"""

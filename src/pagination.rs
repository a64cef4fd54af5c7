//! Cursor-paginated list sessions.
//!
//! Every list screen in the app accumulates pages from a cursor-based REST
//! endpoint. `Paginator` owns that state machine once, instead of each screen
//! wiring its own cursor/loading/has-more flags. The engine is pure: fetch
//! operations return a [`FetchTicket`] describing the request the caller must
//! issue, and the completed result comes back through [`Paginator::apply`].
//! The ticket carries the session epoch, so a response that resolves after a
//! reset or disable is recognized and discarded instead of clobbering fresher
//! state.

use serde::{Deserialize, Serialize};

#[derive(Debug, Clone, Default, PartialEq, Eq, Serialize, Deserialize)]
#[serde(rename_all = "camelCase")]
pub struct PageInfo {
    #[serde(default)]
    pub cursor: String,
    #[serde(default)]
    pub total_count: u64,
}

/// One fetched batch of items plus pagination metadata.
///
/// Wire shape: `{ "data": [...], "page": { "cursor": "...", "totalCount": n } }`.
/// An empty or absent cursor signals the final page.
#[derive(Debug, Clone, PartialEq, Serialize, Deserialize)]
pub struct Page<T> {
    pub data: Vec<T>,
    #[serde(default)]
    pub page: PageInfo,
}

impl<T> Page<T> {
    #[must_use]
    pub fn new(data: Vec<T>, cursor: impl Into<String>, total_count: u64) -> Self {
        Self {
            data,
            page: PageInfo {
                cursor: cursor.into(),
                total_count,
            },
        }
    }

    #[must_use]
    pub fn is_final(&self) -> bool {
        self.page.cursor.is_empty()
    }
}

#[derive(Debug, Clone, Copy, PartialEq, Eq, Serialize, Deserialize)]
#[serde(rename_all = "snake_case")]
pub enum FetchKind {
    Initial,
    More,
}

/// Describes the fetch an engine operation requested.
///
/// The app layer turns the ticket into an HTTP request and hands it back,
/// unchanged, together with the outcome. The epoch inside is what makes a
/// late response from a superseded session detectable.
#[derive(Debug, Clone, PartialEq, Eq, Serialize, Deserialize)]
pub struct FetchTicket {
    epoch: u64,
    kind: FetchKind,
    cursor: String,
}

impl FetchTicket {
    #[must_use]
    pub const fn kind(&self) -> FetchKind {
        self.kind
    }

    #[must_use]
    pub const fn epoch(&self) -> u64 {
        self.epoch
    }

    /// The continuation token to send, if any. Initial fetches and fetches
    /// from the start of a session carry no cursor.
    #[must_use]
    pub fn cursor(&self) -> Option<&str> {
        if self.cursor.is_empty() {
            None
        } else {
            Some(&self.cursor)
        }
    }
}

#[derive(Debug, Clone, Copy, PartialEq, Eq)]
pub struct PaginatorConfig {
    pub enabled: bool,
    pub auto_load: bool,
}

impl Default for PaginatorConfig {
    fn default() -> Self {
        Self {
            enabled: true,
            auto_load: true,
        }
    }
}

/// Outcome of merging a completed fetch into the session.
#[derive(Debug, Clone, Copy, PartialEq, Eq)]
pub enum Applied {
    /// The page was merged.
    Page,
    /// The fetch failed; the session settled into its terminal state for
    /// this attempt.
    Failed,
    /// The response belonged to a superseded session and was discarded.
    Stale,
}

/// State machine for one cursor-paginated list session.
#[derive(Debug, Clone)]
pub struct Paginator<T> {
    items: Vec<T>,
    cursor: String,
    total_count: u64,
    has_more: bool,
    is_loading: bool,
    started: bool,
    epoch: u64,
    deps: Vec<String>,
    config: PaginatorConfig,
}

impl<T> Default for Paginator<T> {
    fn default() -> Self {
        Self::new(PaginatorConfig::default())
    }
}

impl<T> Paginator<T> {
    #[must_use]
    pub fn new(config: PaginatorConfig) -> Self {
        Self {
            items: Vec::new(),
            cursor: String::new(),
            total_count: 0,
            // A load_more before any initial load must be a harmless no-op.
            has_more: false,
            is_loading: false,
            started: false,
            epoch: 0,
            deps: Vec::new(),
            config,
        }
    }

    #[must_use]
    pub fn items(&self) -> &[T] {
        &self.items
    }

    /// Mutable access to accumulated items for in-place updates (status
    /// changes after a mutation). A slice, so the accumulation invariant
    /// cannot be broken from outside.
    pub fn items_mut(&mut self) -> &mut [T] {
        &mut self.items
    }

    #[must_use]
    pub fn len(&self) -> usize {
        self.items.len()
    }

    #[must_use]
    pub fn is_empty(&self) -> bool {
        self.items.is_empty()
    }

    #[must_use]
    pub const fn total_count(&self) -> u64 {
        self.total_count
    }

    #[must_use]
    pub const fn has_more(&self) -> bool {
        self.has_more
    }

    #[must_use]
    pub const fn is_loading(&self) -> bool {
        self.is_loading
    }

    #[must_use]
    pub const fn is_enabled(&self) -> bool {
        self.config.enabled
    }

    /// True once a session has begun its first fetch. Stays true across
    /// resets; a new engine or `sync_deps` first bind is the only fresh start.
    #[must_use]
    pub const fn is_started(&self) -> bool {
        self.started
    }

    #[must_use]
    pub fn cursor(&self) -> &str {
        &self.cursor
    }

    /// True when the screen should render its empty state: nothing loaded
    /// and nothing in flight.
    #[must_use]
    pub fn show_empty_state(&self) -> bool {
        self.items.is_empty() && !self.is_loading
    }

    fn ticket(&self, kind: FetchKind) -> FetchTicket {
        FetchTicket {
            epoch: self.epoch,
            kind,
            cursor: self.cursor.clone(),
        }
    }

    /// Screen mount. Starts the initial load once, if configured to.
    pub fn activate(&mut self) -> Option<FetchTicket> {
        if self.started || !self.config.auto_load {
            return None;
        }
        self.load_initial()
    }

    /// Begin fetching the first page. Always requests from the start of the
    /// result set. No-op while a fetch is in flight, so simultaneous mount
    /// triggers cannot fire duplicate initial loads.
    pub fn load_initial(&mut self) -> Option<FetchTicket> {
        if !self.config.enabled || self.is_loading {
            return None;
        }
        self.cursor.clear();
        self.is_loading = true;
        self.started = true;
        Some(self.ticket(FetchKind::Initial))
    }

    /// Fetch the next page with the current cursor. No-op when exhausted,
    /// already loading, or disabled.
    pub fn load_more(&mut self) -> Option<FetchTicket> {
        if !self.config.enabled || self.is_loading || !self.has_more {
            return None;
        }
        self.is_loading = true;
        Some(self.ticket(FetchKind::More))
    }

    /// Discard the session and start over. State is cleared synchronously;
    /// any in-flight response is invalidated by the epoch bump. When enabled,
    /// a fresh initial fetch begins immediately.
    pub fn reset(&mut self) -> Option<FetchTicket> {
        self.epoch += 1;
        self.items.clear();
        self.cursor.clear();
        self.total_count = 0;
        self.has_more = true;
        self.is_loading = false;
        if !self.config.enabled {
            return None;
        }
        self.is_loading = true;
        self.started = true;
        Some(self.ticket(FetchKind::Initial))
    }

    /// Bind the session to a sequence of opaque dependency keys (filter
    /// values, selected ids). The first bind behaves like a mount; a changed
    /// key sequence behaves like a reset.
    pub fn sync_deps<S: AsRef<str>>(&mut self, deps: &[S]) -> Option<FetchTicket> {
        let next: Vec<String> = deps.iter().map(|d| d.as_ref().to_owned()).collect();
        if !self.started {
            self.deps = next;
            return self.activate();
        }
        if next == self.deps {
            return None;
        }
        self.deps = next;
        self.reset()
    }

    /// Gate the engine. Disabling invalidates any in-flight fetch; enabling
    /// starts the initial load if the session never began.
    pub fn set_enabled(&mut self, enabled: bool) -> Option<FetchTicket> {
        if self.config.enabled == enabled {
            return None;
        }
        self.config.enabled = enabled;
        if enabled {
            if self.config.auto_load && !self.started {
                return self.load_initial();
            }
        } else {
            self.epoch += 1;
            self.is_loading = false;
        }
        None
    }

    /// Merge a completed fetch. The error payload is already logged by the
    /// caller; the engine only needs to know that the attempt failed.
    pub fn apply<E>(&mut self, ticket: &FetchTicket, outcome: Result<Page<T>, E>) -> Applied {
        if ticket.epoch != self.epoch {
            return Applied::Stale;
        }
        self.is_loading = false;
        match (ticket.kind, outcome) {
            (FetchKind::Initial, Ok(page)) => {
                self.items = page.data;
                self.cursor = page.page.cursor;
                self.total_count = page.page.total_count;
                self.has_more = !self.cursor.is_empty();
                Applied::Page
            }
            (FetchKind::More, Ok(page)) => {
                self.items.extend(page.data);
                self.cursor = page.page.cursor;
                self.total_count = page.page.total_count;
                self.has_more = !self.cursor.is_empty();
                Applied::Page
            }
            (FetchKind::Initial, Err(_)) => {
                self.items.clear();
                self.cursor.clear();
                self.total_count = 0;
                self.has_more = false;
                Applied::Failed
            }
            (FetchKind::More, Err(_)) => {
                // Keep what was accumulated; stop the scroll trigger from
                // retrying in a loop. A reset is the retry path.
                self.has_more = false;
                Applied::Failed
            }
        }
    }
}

"""
"""

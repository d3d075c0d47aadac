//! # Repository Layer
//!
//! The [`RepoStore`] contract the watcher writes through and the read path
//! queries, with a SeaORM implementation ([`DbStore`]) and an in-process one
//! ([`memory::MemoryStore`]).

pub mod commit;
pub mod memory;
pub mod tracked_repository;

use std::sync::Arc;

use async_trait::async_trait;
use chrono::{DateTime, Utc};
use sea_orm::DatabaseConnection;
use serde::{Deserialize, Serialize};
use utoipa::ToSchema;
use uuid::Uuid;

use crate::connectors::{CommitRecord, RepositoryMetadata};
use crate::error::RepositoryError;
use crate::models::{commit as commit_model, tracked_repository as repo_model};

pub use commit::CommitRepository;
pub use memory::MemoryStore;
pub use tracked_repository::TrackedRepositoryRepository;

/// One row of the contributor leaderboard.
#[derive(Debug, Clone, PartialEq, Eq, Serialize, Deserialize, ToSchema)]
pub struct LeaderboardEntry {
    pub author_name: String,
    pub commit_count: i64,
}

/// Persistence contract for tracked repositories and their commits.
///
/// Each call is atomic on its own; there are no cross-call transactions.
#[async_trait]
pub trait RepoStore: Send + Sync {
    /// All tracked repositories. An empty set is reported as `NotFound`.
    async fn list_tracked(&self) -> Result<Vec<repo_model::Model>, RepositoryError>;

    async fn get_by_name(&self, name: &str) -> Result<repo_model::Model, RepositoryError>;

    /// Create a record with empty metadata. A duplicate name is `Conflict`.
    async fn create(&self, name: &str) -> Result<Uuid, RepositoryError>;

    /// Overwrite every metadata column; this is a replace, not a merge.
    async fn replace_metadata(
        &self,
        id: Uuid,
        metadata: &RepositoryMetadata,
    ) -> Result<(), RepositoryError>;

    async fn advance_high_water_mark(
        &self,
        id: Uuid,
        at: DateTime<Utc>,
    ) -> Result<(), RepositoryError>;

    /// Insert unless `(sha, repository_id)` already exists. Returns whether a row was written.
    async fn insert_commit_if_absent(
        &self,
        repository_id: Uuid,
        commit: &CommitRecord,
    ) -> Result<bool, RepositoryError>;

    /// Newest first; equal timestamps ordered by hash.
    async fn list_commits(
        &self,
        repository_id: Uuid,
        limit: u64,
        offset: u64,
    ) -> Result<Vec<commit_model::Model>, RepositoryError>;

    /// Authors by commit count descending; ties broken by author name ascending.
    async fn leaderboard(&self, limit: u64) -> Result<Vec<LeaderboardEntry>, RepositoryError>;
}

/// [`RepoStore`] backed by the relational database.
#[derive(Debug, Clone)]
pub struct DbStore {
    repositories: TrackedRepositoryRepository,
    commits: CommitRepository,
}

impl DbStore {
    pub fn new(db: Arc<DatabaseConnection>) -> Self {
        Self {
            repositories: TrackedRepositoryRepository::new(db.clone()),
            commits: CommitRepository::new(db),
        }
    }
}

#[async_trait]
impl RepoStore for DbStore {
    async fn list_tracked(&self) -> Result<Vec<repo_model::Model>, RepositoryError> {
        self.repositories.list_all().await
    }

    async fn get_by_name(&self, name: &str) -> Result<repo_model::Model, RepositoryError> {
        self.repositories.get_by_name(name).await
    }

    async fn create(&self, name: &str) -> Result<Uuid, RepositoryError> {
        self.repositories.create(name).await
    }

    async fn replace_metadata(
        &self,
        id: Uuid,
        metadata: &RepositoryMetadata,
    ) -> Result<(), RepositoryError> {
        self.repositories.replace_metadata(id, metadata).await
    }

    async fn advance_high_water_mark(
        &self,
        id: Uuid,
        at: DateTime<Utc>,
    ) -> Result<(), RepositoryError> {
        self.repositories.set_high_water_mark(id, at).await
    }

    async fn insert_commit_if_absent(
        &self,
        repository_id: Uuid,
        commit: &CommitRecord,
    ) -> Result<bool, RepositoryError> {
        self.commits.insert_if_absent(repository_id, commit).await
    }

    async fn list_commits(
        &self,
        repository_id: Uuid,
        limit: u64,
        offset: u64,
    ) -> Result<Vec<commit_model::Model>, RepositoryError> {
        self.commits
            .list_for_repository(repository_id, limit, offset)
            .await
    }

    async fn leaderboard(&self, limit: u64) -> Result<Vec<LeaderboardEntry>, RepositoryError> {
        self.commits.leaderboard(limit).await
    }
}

"""
"""

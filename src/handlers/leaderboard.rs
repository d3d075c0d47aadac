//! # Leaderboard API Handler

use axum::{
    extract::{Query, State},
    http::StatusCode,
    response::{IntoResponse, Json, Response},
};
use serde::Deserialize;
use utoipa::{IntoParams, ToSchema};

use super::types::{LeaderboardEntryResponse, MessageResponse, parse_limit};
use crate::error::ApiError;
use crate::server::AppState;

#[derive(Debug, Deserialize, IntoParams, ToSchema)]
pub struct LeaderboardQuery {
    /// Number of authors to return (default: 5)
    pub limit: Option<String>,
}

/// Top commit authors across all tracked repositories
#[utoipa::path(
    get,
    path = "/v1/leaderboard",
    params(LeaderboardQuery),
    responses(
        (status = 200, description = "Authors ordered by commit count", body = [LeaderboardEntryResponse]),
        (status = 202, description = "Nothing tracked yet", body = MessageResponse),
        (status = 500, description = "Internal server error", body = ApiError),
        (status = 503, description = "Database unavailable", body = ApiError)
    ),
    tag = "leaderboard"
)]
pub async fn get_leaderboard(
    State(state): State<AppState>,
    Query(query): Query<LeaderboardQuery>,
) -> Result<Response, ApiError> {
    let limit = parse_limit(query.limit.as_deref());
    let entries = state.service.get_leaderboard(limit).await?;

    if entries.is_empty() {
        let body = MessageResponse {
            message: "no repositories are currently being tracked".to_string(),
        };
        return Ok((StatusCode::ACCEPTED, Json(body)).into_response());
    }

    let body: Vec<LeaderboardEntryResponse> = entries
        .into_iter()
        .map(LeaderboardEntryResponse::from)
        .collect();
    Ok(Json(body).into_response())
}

"""

- _TASK TO COMPLETE_
All that should be written out is the stretch of lines above between the one holding "return self.load_initial();" and the one holding "(FetchKind::Initial, Ok(page)) =>", inclusive, exactly as given.

- _EXERCISE RESULT_
                return self.load_initial();
            }
        } else {
            self.epoch += 1;
            self.is_loading = false;
        }
        None
    }

    /// Merge a completed fetch. The error payload is already logged by the
    /// caller; the engine only needs to know that the attempt failed.
    pub fn apply<E>(&mut self, ticket: &FetchTicket, outcome: Result<Page<T>, E>) -> Applied {
        if ticket.epoch != self.epoch {
            return Applied::Stale;
        }
        self.is_loading = false;
        match (ticket.kind, outcome) {
            (FetchKind::Initial, Ok(page)) => {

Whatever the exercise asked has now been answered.